Abstract
Objective
The Inflammatory Bowel Disease (IBD) Medical Home is a care delivery model that provides a comprehensive, patient-centered, coordinated care environment, previously shown to lead to an approximate 50% reduction in unplanned care. However, the frequency and nature of IBD medical home patient phone calls to gastroenterology (GI) fellows after-hours, and the contribution to unplanned care from these encounters, is unknown.
Methods
We included all patients that were seen in the IBD medical home between 7/1/2015 to 6/30/2016 (n = 293) and examined all phone call activity in the subsequent year: 7/1/2016 to 6/30/2017. After-hours phone calls were defined as documented calls that were routed to on-call GI fellows when the clinic is closed. The details of each after-hours encounter were reviewed, and were categorized by the reason for call, training year of the GI fellow, advice given to patient, and unplanned care outcomes. For comparison, we also tracked frequency of patient calls for symptoms during clinic hours. Demographic information, disease type, disease activity index, quality of life (QoL), and depression/anxiety scores documented most recently to the start of the observation period were included in the analysis.

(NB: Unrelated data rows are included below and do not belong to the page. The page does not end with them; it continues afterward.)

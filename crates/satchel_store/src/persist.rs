//! Snapshot persistence for the two local state tables.
//!
//! State is persisted as CBOR snapshots of the `documents` and `outbox`
//! tables under a directory derived from the [`StateNamespace`], so
//! concurrent users or applications on one device never share state. An
//! exclusive file lock keeps a namespace single-process.

use crate::documents::DocumentStore;
use crate::error::{StoreError, StoreResult};
use crate::outbox::{Outbox, OutboxEntry};
use fs2::FileExt;
use parking_lot::Mutex;
use satchel_model::{DocumentRecord, StateNamespace};
use serde::{Deserialize, Serialize};
use std::fs::{self, File, OpenOptions};
use std::io::ErrorKind;
use std::path::{Path, PathBuf};

/// Current schema version of the persisted tables.
///
/// The tag is monotonically increasing; state written by a newer schema
/// refuses to load.
pub const STATE_VERSION: u32 = 1;

const DOCUMENTS_FILE: &str = "documents.cbor";
const OUTBOX_FILE: &str = "outbox.cbor";
const LOCK_FILE: &str = "satchel.lock";

/// Persisted form of the document table.
#[derive(Debug, Clone, PartialEq, Serialize, Deserialize)]
pub struct DocumentsTable {
    /// Schema version the table was written with.
    pub schema_version: u32,
    /// Key counter at snapshot time.
    pub next_local_key: u64,
    /// All document records.
    pub records: Vec<DocumentRecord>,
}

impl Default for DocumentsTable {
    fn default() -> Self {
        Self {
            schema_version: STATE_VERSION,
            next_local_key: 1,
            records: Vec::new(),
        }
    }
}

/// Persisted form of the outbox table.
#[derive(Debug, Clone, PartialEq, Serialize, Deserialize)]
pub struct OutboxTable {
    /// Schema version the table was written with.
    pub schema_version: u32,
    /// Sequence counter at snapshot time.
    pub next_sequence: u64,
    /// All outbox entries, dead letters included.
    pub entries: Vec<OutboxEntry>,
}

impl Default for OutboxTable {
    fn default() -> Self {
        Self {
            schema_version: STATE_VERSION,
            next_sequence: 1,
            entries: Vec::new(),
        }
    }
}

/// A full snapshot of local state.
#[derive(Debug, Clone, PartialEq, Serialize, Deserialize)]
pub struct PersistedState {
    /// The document table.
    pub documents: DocumentsTable,
    /// The outbox table.
    pub outbox: OutboxTable,
}

impl PersistedState {
    /// Captures the current state of both tables.
    pub fn capture(store: &DocumentStore, outbox: &Outbox) -> Self {
        let (records, next_local_key) = store.snapshot();
        let (entries, next_sequence) = outbox.snapshot();
        Self {
            documents: DocumentsTable {
                schema_version: STATE_VERSION,
                next_local_key,
                records,
            },
            outbox: OutboxTable {
                schema_version: STATE_VERSION,
                next_sequence,
                entries,
            },
        }
    }

    /// Rebuilds both tables from this snapshot.
    pub fn restore(self) -> (DocumentStore, Outbox) {
        (
            DocumentStore::from_snapshot(self.documents.records, self.documents.next_local_key),
            Outbox::from_snapshot(self.outbox.entries, self.outbox.next_sequence),
        )
    }
}

/// Persistence of local state snapshots.
///
/// Implementors must be safe to call from the engine's background
/// threads. The engine treats persistence as an optional capability:
/// without one, state is ephemeral.
pub trait StatePersistence: Send + Sync {
    /// Loads the persisted state, or `None` when no state exists yet.
    fn load(&self) -> StoreResult<Option<PersistedState>>;

    /// Persists a state snapshot.
    fn save(&self, state: &PersistedState) -> StoreResult<()>;
}

/// File-backed persistence under a namespaced directory.
///
/// Layout: `<root>/<app_id>/<user_id>/{documents.cbor,outbox.cbor}` plus
/// a lock file held for the lifetime of this value. Table writes go to a
/// temp file first and are renamed into place.
pub struct FileStatePersistence {
    dir: PathBuf,
    // Held for the process lifetime of this persistence; dropping the
    // file releases the namespace lock.
    _lock: File,
}

impl FileStatePersistence {
    /// Opens (creating if needed) the namespace directory under `root`
    /// and takes its exclusive lock.
    pub fn open(root: &Path, namespace: &StateNamespace) -> StoreResult<Self> {
        let dir = root.join(namespace.relative_dir());
        fs::create_dir_all(&dir)?;

        let lock = OpenOptions::new()
            .create(true)
            .truncate(false)
            .write(true)
            .open(dir.join(LOCK_FILE))?;
        lock.try_lock_exclusive().map_err(|e| {
            if e.kind() == ErrorKind::WouldBlock {
                StoreError::NamespaceLocked
            } else {
                StoreError::Io(e)
            }
        })?;

        Ok(Self { dir, _lock: lock })
    }

    /// Returns the namespace directory.
    pub fn dir(&self) -> &Path {
        &self.dir
    }

    fn write_table<T: Serialize>(&self, file_name: &str, table: &T) -> StoreResult<()> {
        let mut buf = Vec::new();
        ciborium::into_writer(table, &mut buf).map_err(|e| StoreError::Encode {
            message: e.to_string(),
        })?;

        let tmp = self.dir.join(format!("{file_name}.tmp"));
        fs::write(&tmp, &buf)?;
        fs::rename(&tmp, self.dir.join(file_name))?;
        Ok(())
    }

    fn read_table<T>(&self, file_name: &str) -> StoreResult<Option<T>>
    where
        T: for<'de> Deserialize<'de>,
    {
        let path = self.dir.join(file_name);
        let bytes = match fs::read(&path) {
            Ok(bytes) => bytes,
            Err(e) if e.kind() == ErrorKind::NotFound => return Ok(None),
            Err(e) => return Err(StoreError::Io(e)),
        };
        let table = ciborium::from_reader(bytes.as_slice()).map_err(|e| StoreError::Decode {
            message: e.to_string(),
        })?;
        Ok(Some(table))
    }
}

impl StatePersistence for FileStatePersistence {
    fn load(&self) -> StoreResult<Option<PersistedState>> {
        let documents: Option<DocumentsTable> = self.read_table(DOCUMENTS_FILE)?;
        let outbox: Option<OutboxTable> = self.read_table(OUTBOX_FILE)?;

        if documents.is_none() && outbox.is_none() {
            return Ok(None);
        }

        // A table missing after a crash between the two renames loads as
        // empty rather than failing the whole namespace.
        let documents = documents.unwrap_or_default();
        let outbox = outbox.unwrap_or_default();

        for version in [documents.schema_version, outbox.schema_version] {
            if version > STATE_VERSION {
                return Err(StoreError::VersionAhead {
                    found: version,
                    supported: STATE_VERSION,
                });
            }
        }

        Ok(Some(PersistedState { documents, outbox }))
    }

    fn save(&self, state: &PersistedState) -> StoreResult<()> {
        self.write_table(DOCUMENTS_FILE, &state.documents)?;
        self.write_table(OUTBOX_FILE, &state.outbox)?;
        Ok(())
    }
}

/// In-memory persistence for tests and ephemeral engines.
#[derive(Default)]
pub struct MemoryStatePersistence {
    state: Mutex<Option<PersistedState>>,
}

impl MemoryStatePersistence {
    /// Creates an empty in-memory persistence.
    pub fn new() -> Self {
        Self::default()
    }
}

impl StatePersistence for MemoryStatePersistence {
    fn load(&self) -> StoreResult<Option<PersistedState>> {
        Ok(self.state.lock().clone())
    }

    fn save(&self, state: &PersistedState) -> StoreResult<()> {
        *self.state.lock() = Some(state.clone());
        Ok(())
    }
}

Comparisons were made using Chi-square, T-tests and non-parametric median tests.
Results
259 of 293 patients (86.7%) had any documented phone interaction. Only 36 patients (12.3%) placed a total of 63 after-hours phone calls to GI fellows, with calls for symptoms representing the majority (71.4%). Among calls for symptoms (n = 45), patients were advised by GI fellows to present to the emergency department (ED) 44.4% of the time. There was no significant difference in ED recommendations by fellow training level (p = 0.17). Of the 20 ED encounters advised by fellows, 9 (45%) did not result in admission; and 2 patients had new cross-sectional imaging. Of the 11 admissions, 10 also had new cross-sectional imaging, with generation of 10 inpatient IBD consults, as well as 1 surgery for seton placement. After-hours callers were more likely to have Crohn’s disease and higher GAD-7 scores, with trends towards lower SIBDQ scores and higher PHQ-9 scores, but similar disease activity index scores, number of clinic visits, and demographics, compared to patients who called with symptoms during clinic hours (Table 1).
Conclusions
Among patients established within an IBD medical home model, a small population of patients called after hours resulting in frequent recommendation to present to the ED from GI fellows, however it is unknown if these encounters meaningfully changed their IBD care. Higher psychosocial complexity may influence this care behavior. Further studies of triage processes and educational initiatives aimed at GI fellows may help minimize unplanned ED and inpatient care in this patient population.